Tuesday night Tim Samaras stood his ground in front of the quarter-mile-wide (400-meter-wide) tornado that would level part of the tiny town of Manchester, South Dakota, When the whirling vortex was only about 100 yards (90 meters) away, he jumped out of his van, dropped a scientific probe next to the road and yelled to his driver to make a swift getaway.
Eighty seconds later the tornado swept over the probe. "It was a direct hit! We haven't slept all night," Samaras says. "This is a historic occasion. But we were definitely too close."
Samaras is a professional storm chaser, which means he spends May and June speeding around Tornado Alley—a broad swath of land in the central United States between the Rockies and the Mississippi, where tornadoes are most frequent—in a Dodge Caravan outfitted with GPS, radios, scanners, monitors, a wireless Internet connection and satellite tracking instruments.
His harrowing task: to spot tornadoes, try to put himself in their path and then deploy the newly designed probe that will measure humidity, temperature, pressure, wind speed and direction in the vortex of the beast. Then he promptly gets out of the way.
On that Tuesday night, Samaras achieved his most significant feat yet: The probe he helped design measured the biggest pressure drop—100 millibars—ever recorded in the heart of a tornado.
Historic Measurement
"This is one of the best measurements ever made," says Erik Rasmussen, a meteorologist with the National Severe Storms Laboratory, based in Norman, Oklahoma. "The data collected will be a gold mine."
"I've been a passionate storm chaser for 15 years," Samaras says, "and this is an opportunity to combine my hobby and professional work." Samaras is an electrical engineer at Applied Research Associates, Inc., based in Denver, Colorado, where he co-designed and built the probe, known as a "turtle" in meteorological circles.
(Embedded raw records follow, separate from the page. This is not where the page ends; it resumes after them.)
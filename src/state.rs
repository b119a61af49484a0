//! # state
//!
//! Shared state handed to every Axum handler.  Everything in here is built
//! once in `main` and passed down; there are no globals.

use std::sync::Arc;

use chrono::{DateTime, Utc};

use crate::engine::{AlertSender, TradeExecutor};
use crate::events::EventBus;
use crate::risk::RiskManager;
use crate::venues::PaperVenue;

#[derive(Clone)]
pub struct AppState {
    // ── Engine ────────────────────────────────────────────────────────────────
    pub executor: Arc<TradeExecutor>,
    /// Producer side of the bounded alert queue.
    pub alerts:   AlertSender,

    // ── Risk Management ───────────────────────────────────────────────────────
    /// Concrete gate, for the kill switch and status endpoints.
    pub risk: Arc<RiskManager>,

    // ── Monitor / WebSocket ───────────────────────────────────────────────────
    pub events: EventBus,

    /// Present when the paper venue is registered; exposes its account.
    pub paper: Option<Arc<PaperVenue>>,

    /// `None` = dev mode, no `X-API-Key` required.
    pub api_key:    Option<String>,
    pub started_at: DateTime<Utc>,
}

/// Convenience type alias
pub type SharedState = Arc<AppState>;
use std::collections::BTreeMap;
use std::io::Read;
use std::path::Path;

use crate::config::{
    COL_CITY, COL_HAPPINESS, COL_LATITUDE, COL_LIFE_EXPECTANCY, COL_LONGITUDE, COL_POLLUTION,
    COL_RANK, COL_WATER_COST,
};

use super::error::DataError;
use super::model::{CellValue, CityDataset, CityRecord};

// ---------------------------------------------------------------------------
// Public entry-points
// ---------------------------------------------------------------------------

/// Load the city dataset from a CSV file on disk.
pub fn load_csv(path: &Path) -> Result<CityDataset, DataError> {
    let file = std::fs::File::open(path).map_err(|source| DataError::Io {
        path: path.to_path_buf(),
        source,
    })?;
    read_csv(file)
}

/// Parse the city dataset from any CSV source.
///
/// The header row must name every required column; additional columns are
/// kept as generic cells. Numeric cells that are empty or `-` count as
/// missing.
pub fn read_csv<R: Read>(source: R) -> Result<CityDataset, DataError> {
    let mut reader = csv::Reader::from_reader(source);
    let headers: Vec<String> = reader
        .headers()?
        .iter()
        .map(|h| h.trim().to_string())
        .collect();

    let columns = RequiredColumns::locate(&headers)?;
    let mut records = Vec::new();

    for (row_no, result) in reader.records().enumerate() {
        let record = result?;
        // 1-based file line; the header occupies line 1.
        let line = record.position().map_or(row_no as u64 + 2, |p| p.line());
        let field = |idx: usize| record.get(idx).unwrap_or("").trim();

        let city = field(columns.city);
        if city.is_empty() {
            return Err(DataError::EmptyCity { line });
        }

        let rank_text = field(columns.rank);
        let rank = rank_text
            .parse::<i64>()
            .map_err(|_| invalid_number(line, COL_RANK, rank_text))?;

        let metric = |idx: usize, column: &str| parse_metric(field(idx), line, column);

        let cells: BTreeMap<String, CellValue> = headers
            .iter()
            .enumerate()
            .map(|(idx, header)| (header.clone(), CellValue::parse(field(idx))))
            .collect();

        records.push(CityRecord {
            city: city.to_string(),
            rank,
            latitude: metric(columns.latitude, COL_LATITUDE)?,
            longitude: metric(columns.longitude, COL_LONGITUDE)?,
            happiness: metric(columns.happiness, COL_HAPPINESS)?,
            life_expectancy: metric(columns.life_expectancy, COL_LIFE_EXPECTANCY)?,
            pollution: metric(columns.pollution, COL_POLLUTION)?,
            water_cost: metric(columns.water_cost, COL_WATER_COST)?,
            cells,
        });
    }

    Ok(CityDataset::new(records, headers))
}

// ---------------------------------------------------------------------------
// Helpers
// ---------------------------------------------------------------------------

/// Header positions of the columns every row must provide.
struct RequiredColumns {
    city: usize,
    rank: usize,
    latitude: usize,
    longitude: usize,
    happiness: usize,
    life_expectancy: usize,
    pollution: usize,
    water_cost: usize,
}

impl RequiredColumns {
    fn locate(headers: &[String]) -> Result<Self, DataError> {
        let find = |name: &str| {
            headers
                .iter()
                .position(|h| h == name)
                .ok_or_else(|| DataError::MissingColumn(name.to_string()))
        };
        Ok(RequiredColumns {
            city: find(COL_CITY)?,
            rank: find(COL_RANK)?,
            latitude: find(COL_LATITUDE)?,
            longitude: find(COL_LONGITUDE)?,
            happiness: find(COL_HAPPINESS)?,
            life_expectancy: find(COL_LIFE_EXPECTANCY)?,
            pollution: find(COL_POLLUTION)?,
            water_cost: find(COL_WATER_COST)?,
        })
    }
}

fn parse_metric(text: &str, line: u64, column: &str) -> Result<Option<f64>, DataError> {
    if text.is_empty() || text == "-" {
        return Ok(None);
    }
    text.parse::<f64>()
        .map(Some)
        .map_err(|_| invalid_number(line, column, text))
}

fn invalid_number(line: u64, column: &str, value: &str) -> DataError {
    DataError::InvalidNumber {
        line,
        column: column.to_string(),
        value: value.to_string(),
    }
}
The squat, conical 45-pound (20 kilograms) device is 20 inches (50 centimeters) across, six inches high and crammed full of sensors. Its development was funded by the Department of Commerce. The National Geographic Society supported its use in the field with a grant from the Committee for Research and Exploration.
Even with the most sophisticated weather equipment, tornadoes are tough to spot, because they're too small to be seen by National Weather Service Doppler radar or satellite images. So Samaras looks for supercells, the most dangerous kind of thunderstorm and the most likely to spawn tornadoes.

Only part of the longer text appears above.